Problem statement -
Go through the lines below and tally each one holding "values". Write only the total.

Information -
■ ■ ■ ■

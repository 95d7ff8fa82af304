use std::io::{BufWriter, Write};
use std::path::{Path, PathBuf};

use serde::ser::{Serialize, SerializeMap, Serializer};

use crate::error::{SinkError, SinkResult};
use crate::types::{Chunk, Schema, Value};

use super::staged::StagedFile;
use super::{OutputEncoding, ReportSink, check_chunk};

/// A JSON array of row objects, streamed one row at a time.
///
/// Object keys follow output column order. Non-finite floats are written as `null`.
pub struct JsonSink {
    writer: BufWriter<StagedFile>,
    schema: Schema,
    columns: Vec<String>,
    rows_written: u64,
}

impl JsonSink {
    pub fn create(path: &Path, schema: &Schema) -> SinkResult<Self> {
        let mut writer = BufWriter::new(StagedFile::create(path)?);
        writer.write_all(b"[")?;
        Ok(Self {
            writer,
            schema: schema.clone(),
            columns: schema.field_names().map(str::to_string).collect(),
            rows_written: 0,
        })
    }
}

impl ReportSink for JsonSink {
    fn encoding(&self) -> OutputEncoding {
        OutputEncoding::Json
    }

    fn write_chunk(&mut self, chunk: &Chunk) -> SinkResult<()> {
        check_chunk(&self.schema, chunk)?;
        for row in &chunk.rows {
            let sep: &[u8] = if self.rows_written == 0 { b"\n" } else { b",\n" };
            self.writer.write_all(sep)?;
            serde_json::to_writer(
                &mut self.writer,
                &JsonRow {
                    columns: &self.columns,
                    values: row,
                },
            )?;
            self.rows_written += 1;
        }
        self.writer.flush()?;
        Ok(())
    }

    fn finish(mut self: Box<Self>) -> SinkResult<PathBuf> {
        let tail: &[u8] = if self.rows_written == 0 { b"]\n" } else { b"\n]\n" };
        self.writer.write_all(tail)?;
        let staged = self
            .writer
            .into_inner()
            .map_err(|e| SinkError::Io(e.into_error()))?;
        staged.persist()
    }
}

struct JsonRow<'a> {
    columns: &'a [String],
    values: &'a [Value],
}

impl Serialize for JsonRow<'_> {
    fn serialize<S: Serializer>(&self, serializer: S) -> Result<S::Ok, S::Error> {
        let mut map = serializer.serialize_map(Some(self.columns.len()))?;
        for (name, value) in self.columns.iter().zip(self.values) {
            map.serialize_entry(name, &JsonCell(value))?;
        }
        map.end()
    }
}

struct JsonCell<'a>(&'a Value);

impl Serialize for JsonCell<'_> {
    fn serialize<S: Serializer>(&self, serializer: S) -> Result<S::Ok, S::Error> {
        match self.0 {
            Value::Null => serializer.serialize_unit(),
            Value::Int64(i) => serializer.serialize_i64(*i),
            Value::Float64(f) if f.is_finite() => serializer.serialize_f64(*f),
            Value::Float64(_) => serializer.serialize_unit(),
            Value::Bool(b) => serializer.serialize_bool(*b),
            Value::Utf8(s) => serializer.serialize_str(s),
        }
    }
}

■ ■ ■ ■

Answer for the task -
3